これだけをみても公務員給与は高いのですが年功序列で何の仕事が出来なくとも黙って我慢の時が経つほど給与はよくなってゆきます。こうした年功序列制度は民間企業ではすでに崩壊して業績報酬制度、またはそれに近い評価制度になっています。「業績無くして給与なし」は民間企業では当然の論理です。また、日本では圧倒的に中小企業が多いのですから公務員給与は是正されなくてはいけません。

公務員の手厚い給与は選挙のときの応援の仕方を見れば一目瞭然です。公務員の労働組合などは自分たちの支持者を徹底して応援します。立候補者はその支援を見て感激感謝し当選したときは当然そのご恩に報いようとします。報恩感謝は日本の美学ですから公務員に都合のよい諸手当は無条件で通過します。毎日応援してくださった公務員と顔をあわせる地方公務員給与の方が国家公務員よりも高額になることもこれで納得します。選挙で応援すればするほどいろいろなキックバックが入ってくるのですから応援する方が必死になるのは当たり前です。
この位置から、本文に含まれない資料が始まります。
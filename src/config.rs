//! Application configuration.
//!
//! Loaded from an optional YAML file and `STOCK__`-prefixed environment
//! variables, e.g. `STOCK__REMOTE__URL`.

use serde::Deserialize;
use std::path::PathBuf;

/// Default configuration file name.
pub const DEFAULT_CONFIG_FILE: &str = "config.yaml";
/// Environment variable for configuration file path.
pub const CONFIG_ENV_VAR: &str = "STOCK_CONFIG";
/// Prefix for configuration environment variables.
pub const CONFIG_ENV_PREFIX: &str = "STOCK";
/// Environment variable for logging configuration.
pub const LOG_ENV_VAR: &str = "STOCK_LOG";

#[derive(Debug, Clone, Default, Deserialize)]
#[serde(default)]
pub struct StockConfig {
    pub storage: StorageConfig,
    pub remote: RemoteConfig,
    pub admin: AdminConfig,
}

#[derive(Debug, Clone, Deserialize)]
#[serde(default)]
pub struct StorageConfig {
    /// sled database directory
    pub path: PathBuf,
}

impl Default for StorageConfig {
    fn default() -> Self {
        Self {
            path: PathBuf::from("data/stock.db"),
        }
    }
}

#[derive(Debug, Clone, Deserialize)]
#[serde(default)]
pub struct RemoteConfig {
    /// Spreadsheet web-app endpoint. Mirroring is off when unset.
    pub url: Option<String>,
    pub timeout_secs: u64,
}

impl Default for RemoteConfig {
    fn default() -> Self {
        Self {
            url: None,
            timeout_secs: 10,
        }
    }
}

impl RemoteConfig {
    /// The url, if it is set to something non-blank.
    pub fn endpoint(&self) -> Option<&str> {
        self.url.as_deref().map(str::trim).filter(|u| !u.is_empty())
    }
}

#[derive(Debug, Clone, Deserialize)]
#[serde(default)]
pub struct AdminConfig {
    /// Single password shared by everyone with admin access.
    pub password: String,
}

impl Default for AdminConfig {
    fn default() -> Self {
        Self {
            password: "Dsa21".to_string(),
        }
    }
}

impl StockConfig {
    /// Load configuration from file and environment.
    ///
    /// Sources, later overriding earlier:
    /// 1. `config.yaml` in current directory (if exists)
    /// 2. File given by `path` (if provided)
    /// 3. File named by `STOCK_CONFIG` (if set)
    /// 4. `STOCK__`-prefixed environment variables
    pub fn load(path: Option<&str>) -> Result<Self, ::config::ConfigError> {
        use ::config::{Config, Environment, File, FileFormat};

        let mut builder = Config::builder()
            .add_source(File::new(DEFAULT_CONFIG_FILE, FileFormat::Yaml).required(false));

        if let Some(config_path) = path {
            builder = builder.add_source(File::new(config_path, FileFormat::Yaml).required(true));
        }

        if let Ok(config_path) = std::env::var(CONFIG_ENV_VAR) {
            builder = builder.add_source(File::new(&config_path, FileFormat::Yaml).required(true));
        }

        builder
            .add_source(
                Environment::with_prefix(CONFIG_ENV_PREFIX)
                    .prefix_separator("__")
                    .separator("__")
                    .try_parsing(true),
            )
            .build()?
            .try_deserialize()
    }
}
政治家は自分を応援してくださる支持者、組合、業界団体、などに本当に弱い存在で頼まれれば嫌とは言えない持ちつ持たれつの間柄です。情に流されていろいろな手当てを出し続けた結果がこうした年収格差を生んでしまいました。政治家は当選しなければただの人以下になりますから支援者には頭が上がりません。今回の郵政民営化でも特定郵便局の平均年収が920万円ですから多くの庶民がその年収を維持するよう応援してくださるとは思えませんでした。庶民感覚とは年収400万ほどで生活する人の感覚を言いますから小さな政府を待望するのも納得です。
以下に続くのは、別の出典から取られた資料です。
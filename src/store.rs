//! Durable local storage for inventory, requests and transactions.
//!
//! [`StockStore`] is the seam the service depends on; [`SledStore`] keeps
//! everything in one sled tree as CBOR records. Requests and transactions are
//! keyed by id, with a sequence-keyed index beside them so lists come back
//! newest first.
use super::catalog::Material;
use super::error::StoreError;
use super::ledger::InventoryItem;
use super::request::MaterialRequest;
use super::transaction::StockTransaction;
use sled::{Batch, Db};
use std::path::Path;
use std::sync::Arc;
use tracing::debug;

const INVENTORY_KEY: &[u8] = b"inventory";
const REQUEST_PREFIX: &[u8] = b"req/";
const REQUEST_SEQ_PREFIX: &[u8] = b"reqseq/";
const TX_PREFIX: &[u8] = b"tx/";
const TX_SEQ_PREFIX: &[u8] = b"txseq/";

pub trait StockStore {
    /// Current inventory. An empty store is seeded with every catalog material at zero.
    fn load_inventory(&self, catalog: &[Material]) -> Result<Vec<InventoryItem>, StoreError>;
    /// Requests, newest first.
    fn load_requests(&self) -> Result<Vec<MaterialRequest>, StoreError>;
    /// Transactions, newest first.
    fn load_transactions(&self) -> Result<Vec<StockTransaction>, StoreError>;
    fn persist_inventory(&self, items: &[InventoryItem]) -> Result<(), StoreError>;
    /// Insert or update. An updated request keeps its place in the order.
    fn persist_request(&self, request: &MaterialRequest) -> Result<(), StoreError>;
    /// Append a transaction. Returns `false` when the id was already stored.
    fn persist_transaction(&self, tx: &StockTransaction) -> Result<bool, StoreError>;
    fn flush(&self) -> Result<(), StoreError>;
    fn close(self) -> Result<(), StoreError>
    where
        Self: Sized;
}

pub struct SledStore {
    instance: Arc<sled::Db>,
}

fn key(prefix: &[u8], id: &str) -> Vec<u8> {
    let mut key = prefix.to_vec();
    key.extend_from_slice(id.as_bytes());
    key
}

fn seq_key(prefix: &[u8], seq: u64) -> Vec<u8> {
    let mut key = prefix.to_vec();
    key.extend_from_slice(&seq.to_be_bytes());
    key
}

impl SledStore {
    pub fn open<P: AsRef<Path>>(path: P) -> Result<Self, StoreError> {
        let db = sled::open(path)?;
        Ok(Self::from_db(Arc::new(db)))
    }

    /// Throwaway database, removed when dropped.
    pub fn temporary() -> Result<Self, StoreError> {
        let db = sled::Config::new().temporary(true).open()?;
        Ok(Self::from_db(Arc::new(db)))
    }

    pub fn from_db(instance: Arc<Db>) -> Self {
        Self { instance }
    }

    fn append_indexed(
        &self,
        record_key: Vec<u8>,
        seq_prefix: &[u8],
        id: &str,
        record: Vec<u8>,
    ) -> Result<(), StoreError> {
        let seq = self.instance.generate_id()?;
        let mut batch = Batch::default();
        batch.insert(record_key, record);
        batch.insert(seq_key(seq_prefix, seq), id.as_bytes());
        self.instance.apply_batch(batch)?;
        Ok(())
    }

    /// Walk a sequence index backwards and decode each referenced record.
    fn load_indexed<T>(&self, seq_prefix: &[u8], record_prefix: &[u8]) -> Result<Vec<T>, StoreError>
    where
        T: for<'b> minicbor::Decode<'b, ()>,
    {
        let mut out = Vec::new();
        for entry in self.instance.scan_prefix(seq_prefix).rev() {
            let (seq, id) = entry?;
            let id = String::from_utf8(id.to_vec())
                .map_err(|_| StoreError::Corrupt(String::from_utf8_lossy(&seq).into_owned()))?;
            let record_key = key(record_prefix, &id);
            let bytes = self
                .instance
                .get(&record_key)?
                .ok_or_else(|| StoreError::Corrupt(String::from_utf8_lossy(&record_key).into_owned()))?;
            out.push(minicbor::decode(&bytes)?);
        }
        Ok(out)
    }
}

impl StockStore for SledStore {
    fn load_inventory(&self, catalog: &[Material]) -> Result<Vec<InventoryItem>, StoreError> {
        if let Some(bytes) = self.instance.get(INVENTORY_KEY)? {
            let items: Vec<InventoryItem> = minicbor::decode(&bytes)?;
            if !items.is_empty() {
                return Ok(items);
            }
        }
        let seeded: Vec<InventoryItem> = catalog
            .iter()
            .cloned()
            .map(|m| InventoryItem::new(m, 0))
            .collect();
        debug!(materials = seeded.len(), "seeding inventory from catalog");
        self.persist_inventory(&seeded)?;
        Ok(seeded)
    }

    fn load_requests(&self) -> Result<Vec<MaterialRequest>, StoreError> {
        self.load_indexed(REQUEST_SEQ_PREFIX, REQUEST_PREFIX)
    }

    fn load_transactions(&self) -> Result<Vec<StockTransaction>, StoreError> {
        self.load_indexed(TX_SEQ_PREFIX, TX_PREFIX)
    }

    fn persist_inventory(&self, items: &[InventoryItem]) -> Result<(), StoreError> {
        self.instance.insert(INVENTORY_KEY, minicbor::to_vec(items)?)?;
        Ok(())
    }

    fn persist_request(&self, request: &MaterialRequest) -> Result<(), StoreError> {
        let record_key = key(REQUEST_PREFIX, &request.id);
        let record = minicbor::to_vec(request)?;

        if self.instance.contains_key(&record_key)? {
            self.instance.insert(record_key, record)?;
        } else {
            self.append_indexed(record_key, REQUEST_SEQ_PREFIX, &request.id, record)?;
        }
        debug!(request_id = %request.id, status = %request.status, "request persisted");
        Ok(())
    }

    fn persist_transaction(&self, tx: &StockTransaction) -> Result<bool, StoreError> {
        let record_key = key(TX_PREFIX, &tx.id);
        if self.instance.contains_key(&record_key)? {
            debug!(tx_id = %tx.id, "transaction already stored");
            return Ok(false);
        }
        self.append_indexed(record_key, TX_SEQ_PREFIX, &tx.id, minicbor::to_vec(tx)?)?;
        debug!(tx_id = %tx.id, "transaction persisted");
        Ok(true)
    }

    fn flush(&self) -> Result<(), StoreError> {
        self.instance.flush()?;
        Ok(())
    }

    fn close(self) -> Result<(), StoreError> {
        self.flush()
    }
}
行政の今の仕事を民間に委託するといくらで済ませられるかと調査したレポートを見ると最大で75%カットできる仕事もありました。大変非効率で対費用効率の悪い部門が多々あり、こうしたものこそ民間またはNPOに委託して効率よき行政機関を構築しなければならないと思います。平成10年以降民間企業の平均年収は減り続け企業の人件費を減らした分、設備投資や研究開発費に投資して今の日本の好業績につながって来ました。今度こそ政治家は支持母体の利益優先でなく、しっかりと非情になって行政改革をして効率よき行政を作っていただきたいものです。